WHAT YOU ARE ASKED TO DO: Beginning with the line that contains "self.losses.push(loss);", transcribe every line down to the end of the entries, exactly, and no other lines.

━━━ MATERIAL FOR THIS EXERCISE ━━━

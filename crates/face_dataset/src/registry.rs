//! Named dataset variants and the split each one uses.

use crate::splits::{k_fold, split_by_profile, split_random};
use crate::types::{DatasetResult, FaceDatasetError, FaceRecord, Split};
use serde::{Deserialize, Serialize};

/// Number of folds produced by [`DatasetKind::FiveFold`].
pub const NUM_FOLDS: usize = 5;

#[derive(Debug, Clone, Copy, PartialEq, Eq, Serialize, Deserialize)]
pub enum DatasetKind {
    /// Per-image random split.
    #[serde(rename = "MaskBaseDataset")]
    MaskBase,
    /// Split by person.
    #[serde(rename = "MaskSplitByProfileDataset")]
    MaskSplitByProfile,
    /// Random split, trained on the fine age classes.
    #[serde(rename = "AgeBaseDataset")]
    AgeBase,
    /// Five folds by person.
    #[serde(rename = "My5foldDataset")]
    FiveFold,
}

impl DatasetKind {
    pub const KEYS: [(&'static str, DatasetKind); 4] = [
        ("MaskBaseDataset", DatasetKind::MaskBase),
        ("MaskSplitByProfileDataset", DatasetKind::MaskSplitByProfile),
        ("AgeBaseDataset", DatasetKind::AgeBase),
        ("My5foldDataset", DatasetKind::FiveFold),
    ];

    pub fn from_key(key: &str) -> DatasetResult<Self> {
        Self::KEYS
            .iter()
            .find(|(name, _)| *name == key)
            .map(|(_, kind)| *kind)
            .ok_or_else(|| FaceDatasetError::UnknownKey {
                kind: "dataset",
                key: key.to_string(),
                known: Self::KEYS.map(|(name, _)| name).join(", "),
            })
    }

    pub fn key(self) -> &'static str {
        match self {
            DatasetKind::MaskBase => "MaskBaseDataset",
            DatasetKind::MaskSplitByProfile => "MaskSplitByProfileDataset",
            DatasetKind::AgeBase => "AgeBaseDataset",
            DatasetKind::FiveFold => "My5foldDataset",
        }
    }

    /// Train/validation splits; one entry except for the five-fold variant.
    pub fn splits(self, records: &[FaceRecord], val_ratio: f32, seed: u64) -> Vec<Split> {
        match self {
            DatasetKind::MaskBase | DatasetKind::AgeBase => {
                vec![split_random(records.len(), val_ratio, seed)]
            }
            DatasetKind::MaskSplitByProfile => vec![split_by_profile(records, val_ratio, seed)],
            DatasetKind::FiveFold => k_fold(records, NUM_FOLDS, seed),
        }
    }
}

#[cfg(test)]
mod tests {
    use super::*;

    #[test]
    fn keys_round_trip() {
        for (name, kind) in DatasetKind::KEYS {
            assert_eq!(DatasetKind::from_key(name).unwrap(), kind);
            assert_eq!(kind.key(), name);
            assert_eq!(serde_json::to_string(&kind).unwrap(), format!("\"{name}\""));
        }
    }

    #[test]
    fn unknown_dataset_fails() {
        let err = DatasetKind::from_key("CocoDataset").unwrap_err();
        assert!(err.to_string().starts_with("unknown dataset `CocoDataset`"));
    }

    #[test]
    fn five_fold_yields_five_splits() {
        assert_eq!(DatasetKind::FiveFold.splits(&[], 0.2, 0).len(), NUM_FOLDS);
        assert_eq!(DatasetKind::MaskBase.splits(&[], 0.2, 0).len(), 1);
    }
}
//! Training loops: `Init -> (train epoch -> validate epoch) x N -> Done`.

mod age;
mod kfold;
mod multi_head;

use crate::checkpoint::{load_checkpoint, BestTracker, CheckpointStore};
use crate::metrics::{accuracy, macro_f1};
use crate::run_dir::{increment_path, write_config, MetricsSink};
use crate::util::{Mode, TrainConfig};
use crate::{ADBackend, TrainBackend};
use burn::tensor::backend::Backend;
use face_dataset::{
    estimate_channel_stats, index_profiles, summarize, DatasetConfig, FaceLoader, FaceRecord,
    Split,
};
use models::{FaceClassifier, ModelKind};
use std::fs;
use std::path::{Path, PathBuf};

/// Images sampled when recomputing channel statistics.
pub const STATS_SAMPLE_LIMIT: usize = 3000;

#[derive(Debug, Clone, Copy, PartialEq)]
pub struct EpochReport {
    pub epoch: usize,
    pub loss: f32,
    pub accuracy: f32,
    pub f1: f32,
}

#[derive(Debug, Clone)]
pub struct FoldReport {
    pub fold: usize,
    pub best: BestTracker,
    pub last: Option<EpochReport>,
}

#[derive(Debug, Clone)]
pub struct RunReport {
    pub run_dir: PathBuf,
    pub folds: Vec<FoldReport>,
}

pub(crate) struct RunContext {
    pub cfg: TrainConfig,
    pub store: CheckpointStore,
    pub sink: MetricsSink,
    pub device: <TrainBackend as Backend>::Device,
}

pub fn run(mut cfg: TrainConfig) -> anyhow::Result<RunReport> {
    let device = <TrainBackend as Backend>::Device::default();
    ADBackend::seed(cfg.seed);

    let records = index_profiles(&cfg.dirs.data_dir)?;
    if records.is_empty() {
        anyhow::bail!("no images found under {}", cfg.dirs.data_dir.display());
    }
    let summary = summarize(&records);
    log::info!(
        "indexed {} images of {} profiles (mask {:?}, gender {:?}, age {:?})",
        summary.images,
        summary.profiles,
        summary.mask,
        summary.gender,
        summary.age
    );
    if cfg.calc_statistics {
        cfg.stats = estimate_channel_stats(&records, STATS_SAMPLE_LIMIT)?;
        log::info!("channel stats: mean {:?} std {:?}", cfg.stats.mean, cfg.stats.std);
    }

    let run_dir = increment_path(&cfg.dirs.model_dir.join(&cfg.name))?;
    fs::create_dir_all(&run_dir)?;
    write_config(&run_dir, &cfg)?;
    log::info!("writing run to {}", run_dir.display());

    let splits = cfg.dataset.splits(&records, cfg.val_ratio, cfg.seed);
    let optimizer = cfg.optimizer;
    let mode = cfg.mode;
    let mut ctx = RunContext {
        store: CheckpointStore::new(&run_dir),
        sink: MetricsSink::open(&run_dir)?,
        cfg,
        device,
    };

    let folds = match mode {
        Mode::Kfold => optimizer.dispatch::<ADBackend, _>(kfold::KFoldLoop {
            ctx: &mut ctx,
            records: &records,
            splits: &splits,
        })?,
        Mode::Age => {
            let split = first_split(&splits)?;
            vec![optimizer.dispatch::<ADBackend, _>(age::AgeLoop {
                ctx: &mut ctx,
                records: &records,
                split,
            })?]
        }
        Mode::MultiHead => {
            let split = first_split(&splits)?;
            vec![optimizer.dispatch::<ADBackend, _>(multi_head::MultiHeadLoop {
                ctx: &mut ctx,
                records: &records,
                split,
            })?]
        }
    };
    ctx.sink.flush()?;
    Ok(RunReport { run_dir, folds })
}

fn first_split(splits: &[Split]) -> anyhow::Result<&Split> {
    if splits.len() > 1 {
        log::warn!("{} folds available; training on the first", splits.len());
    }
    splits
        .first()
        .ok_or_else(|| anyhow::anyhow!("dataset produced no splits"))
}

/// Augmented shuffled train loader and a deterministic validation loader.
pub(crate) fn build_loaders(
    cfg: &TrainConfig,
    records: &[FaceRecord],
    split: &Split,
) -> anyhow::Result<(FaceLoader, FaceLoader)> {
    let train_cfg = DatasetConfig {
        seed: Some(cfg.seed),
        num_workers: cfg.num_workers,
        ..cfg.augmentation.train_config(cfg.resize, cfg.stats)
    };
    let val_cfg = DatasetConfig {
        drop_last: false,
        ..train_cfg.for_eval()
    };
    let train = FaceLoader::new(records, &split.train, cfg.batch_size, train_cfg)?;
    let val = FaceLoader::new(records, &split.val, cfg.valid_batch_size, val_cfg)?;
    if train.num_batches() == 0 {
        anyhow::bail!(
            "training split has {} images, fewer than one batch of {}",
            train.len(),
            cfg.batch_size
        );
    }
    if val.is_empty() {
        log::warn!("validation split is empty; no best checkpoint will be selected");
    }
    log::info!(
        "train: {} images / {} batches, val: {} images",
        train.len(),
        train.num_batches(),
        val.len()
    );
    Ok((train, val))
}

pub(crate) fn init_model(
    kind: ModelKind,
    num_classes: usize,
    device: &<ADBackend as Backend>::Device,
    pretrained: Option<&Path>,
) -> anyhow::Result<FaceClassifier<ADBackend>> {
    let model = kind.build::<ADBackend>(num_classes, device);
    match pretrained {
        Some(path) => {
            log::info!("loading initial weights from {}", path.display());
            load_checkpoint(model, path, device)
        }
        None => Ok(model),
    }
}

/// Aggregated validation scores for one head.
#[derive(Debug, Clone, Default)]
pub(crate) struct Collected {
    pub losses: Vec<f32>,
    pub targets: Vec<u8>,
    pub preds: Vec<u8>,
}

impl Collected {
    pub fn push(&mut self, loss: f32, targets: &[u8], preds: &[u8]) {
        self.losses.push(loss);
        self.targets.extend_from_slice(targets);
        self.preds.extend_from_slice(preds);
    }

    /// Mean batch loss, sample accuracy, and F1 over the whole split.
    pub fn report(&self, epoch: usize, num_classes: usize) -> EpochReport {
        let loss = if self.losses.is_empty() {
            0.0
        } else {
            self.losses.iter().sum::<f32>() / self.losses.len() as f32
        };
        EpochReport {
            epoch,
            loss,
            accuracy: accuracy(&self.targets, &self.preds),
            f1: macro_f1(&self.targets, &self.preds, num_classes),
        }
    }
}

━━━

RESPONSE:
        self.losses.push(loss);
        self.targets.extend_from_slice(targets);
        self.preds.extend_from_slice(preds);
    }

    /// Mean batch loss, sample accuracy, and F1 over the whole split.
    pub fn report(&self, epoch: usize, num_classes: usize) -> EpochReport {
        let loss = if self.losses.is_empty() {
            0.0
        } else {
            self.losses.iter().sum::<f32>() / self.losses.len() as f32
        };
        EpochReport {
            epoch,
            loss,
            accuracy: accuracy(&self.targets, &self.preds),
            f1: macro_f1(&self.targets, &self.preds, num_classes),
        }
    }
}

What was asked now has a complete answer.